When it appears that a person or company is getting into financial trouble, a frenzy can erupt amongst the creditors, all seeking to be paid before the guillotine falls and the individual’s estate is sequestrated by order of court or the court makes a winding-up order against a company.
What is the position of a person who manages to take judgment against a person or company prior to the date of such a court order? Can that person proceed to execute (enforce) the judgment by selling the debtor’s property and thereby secure payment of the debt while other creditors are left out in the cold?
Section 20(1)(c) of the Insolvency Act 1936, provides that (emphasis added) –
“The effect of the sequestration of the estate of an insolvent shall be –
...
(c) as soon as any sheriff or messenger, whose duty it is to execute any judgment given against an insolvent, becomes aware of the sequestration of the insolvent’s estate, to stay that execution, unless the court otherwise directs.”
It is clear from this provision that, unless the court otherwise directs (which it will do only in exceptional circumstances), the effect of sequestration is that, even if a creditor has obtained judgment against the debtor before sequestration, the sequestration order stays the execution proceedings to enforce that judgment, in other words, brings those proceedings to a halt.
The purpose of freezing the estate of a person who has been sequestrated by order of court, is to ensure that all unsecured creditors are treated equally.

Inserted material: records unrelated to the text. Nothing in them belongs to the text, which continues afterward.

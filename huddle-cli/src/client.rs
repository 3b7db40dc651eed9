use anyhow::{Context, Result};
use async_trait::async_trait;
use colored::*;
use dialoguer::{Input, Select};
use huddle_client::{
    LocalMediaBundle, RemoteStream, RoomObserver, RoomSession, SessionConfig,
    SyntheticMediaSource, WsSignaling,
};
use huddle_core::{ChatMessage, Participant, ParticipantId, RoomId};
use std::sync::Arc;

/// Prints room events as they arrive. Stands in for the rendering layer.
struct ConsoleObserver;

#[async_trait]
impl RoomObserver for ConsoleObserver {
    async fn on_participants_changed(&self, participants: Vec<Participant>) {
        let names: Vec<String> = participants
            .iter()
            .map(|p| {
                let mut name = p.display_name.clone();
                if p.is_local {
                    name.push_str(" (you)");
                }
                if p.is_muted {
                    name.push_str(" [muted]");
                }
                if p.is_video_off {
                    name.push_str(" [video off]");
                }
                name
            })
            .collect();
        println!("{} {}", "participants:".cyan().bold(), names.join(", "));
    }

    async fn on_remote_stream(&self, stream: RemoteStream) {
        println!(
            "{} {} ({} track(s))",
            "media from".green().bold(),
            stream.peer_id,
            stream.tracks.len()
        );
    }

    async fn on_remote_stream_removed(&self, peer_id: ParticipantId) {
        println!("{} {}", "media gone:".yellow(), peer_id);
    }

    async fn on_local_media_changed(&self, bundle: LocalMediaBundle) {
        let video = bundle
            .video_track
            .as_ref()
            .map_or("none".to_owned(), |t| t.id().to_owned());
        println!("{} video={}", "local media:".cyan(), video);
    }

    async fn on_chat_message(&self, message: ChatMessage) {
        println!(
            "{} {}: {}",
            "chat".magenta().bold(),
            message.display_name.bold(),
            message.message
        );
    }

    async fn on_transport_closed(&self) {
        println!("{}", "signaling connection lost".red().bold());
    }
}

const ACTIONS: &[&str] = &[
    "Toggle mute",
    "Toggle video",
    "Toggle screen share",
    "Send chat message",
    "Leave",
];

pub async fn run(url: &str, room: String, name: String, id: Option<String>) -> Result<()> {
    let (transport, transport_rx) = WsSignaling::connect(url)
        .await
        .context("Failed to reach the rendezvous hub")?;

    let mut config = SessionConfig::new(RoomId(room.clone()), name);
    if let Some(id) = id {
        config = config.with_identity(ParticipantId(id));
    }

    let source = Arc::new(SyntheticMediaSource::new(config.local_id.to_string()));
    let (session, handle) = RoomSession::new(
        config,
        transport,
        transport_rx,
        source,
        Arc::new(ConsoleObserver),
    );
    let session_task = tokio::spawn(session.run());

    println!("{} {}", "Joined room".green().bold(), room.bold());

    loop {
        let action = tokio::task::spawn_blocking(|| {
            Select::new()
                .with_prompt("Action")
                .items(ACTIONS)
                .default(0)
                .interact()
        })
        .await??;

        match action {
            0 => handle.toggle_mute().await,
            1 => handle.toggle_video().await,
            2 => handle.toggle_screen_share().await,
            3 => {
                let text: String = tokio::task::spawn_blocking(|| {
                    Input::new().with_prompt("Message").interact_text()
                })
                .await??;
                handle.send_chat(text).await;
            }
            _ => {
                handle.leave().await;
                break;
            }
        }
    }

    session_task.await?;
    println!("{}", "Left the room".yellow());
    Ok(())
}
use std::time::Duration;

use crate::integration::{init_tracing, join_room, wait_for, wait_for_pair};
use crate::utils::SignalingHub;

#[tokio::test]
async fn departing_member_is_fully_forgotten() {
    init_tracing();
    let hub = SignalingHub::new();

    let alice = join_room(&hub, "r1", "alice");
    let bob = join_room(&hub, "r1", "bob");
    wait_for_pair(&alice, &bob).await;

    bob.handle.leave().await;

    wait_for("bob removed from alice's session", || {
        alice.ctx.link_count() == 0 && alice.observer.participants().len() == 1
    })
    .await;
    assert!(alice.ctx.remote_stream(&bob.id).is_none());
    // No inbound media had flowed yet, so there was no stream to withdraw.
    assert!(alice.observer.removed_streams().is_empty());

    // A second user-left for the same member must change nothing.
    hub.disconnect(&bob.id).await;
    tokio::time::sleep(Duration::from_millis(200)).await;
    assert_eq!(alice.ctx.link_count(), 0);
    assert_eq!(alice.observer.participants().len(), 1);
}
mod chat;
mod participant;
mod room;
mod signaling;

pub use chat::ChatMessage;
pub use participant::{Participant, ParticipantId};
pub use room::RoomId;
pub use signaling::{IceCandidate, IceServerConfig, SignalMessage};
//! Mesh video-call client engine: one `RoomSession` per joined room owns
//! the signaling choreography, a peer link per remote member, early-ICE
//! buffering, local media, and the participant directory. The embedding
//! application supplies a `SignalingTransport`, a `MediaSource` and a
//! `RoomObserver`, and drives the session through its `RoomHandle`.

pub mod media;
pub mod peer;
pub mod session;
pub mod signaling;

pub use media::*;
pub use peer::*;
pub use session::*;
pub use signaling::*;

pub use huddle_core::{
    ChatMessage, IceCandidate, IceServerConfig, Participant, ParticipantId, RoomId, SignalMessage,
};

If there are insufficient proceeds for them to be paid in full, then each will receive the same proportion of his claim.
Secured creditors, such as a creditor whose claim is secured by a mortgage over the debtor’s property, will be paid from the sale of that particular property and may thus receive full payment of their claims.
In the recent case of Legh v Nungu Trading 353 (Pty) Ltd [2007] SCA 122 (RSA) the Supreme Court of Appeal shed valuable light on the legal aspects of this situation.
In this case, a creditor of the company had obtained judgment against it and the company’s immovable property had been sold in execution before the court made an order that the company be wound up.
The purchaser wanted to take transfer of the property that he had bought in the sale in execution, and applied to the Johannesburg High Court for an order that he was entitled to take transfer. It was not in dispute that selling price would go into the kitty to be shared amongst all the creditors.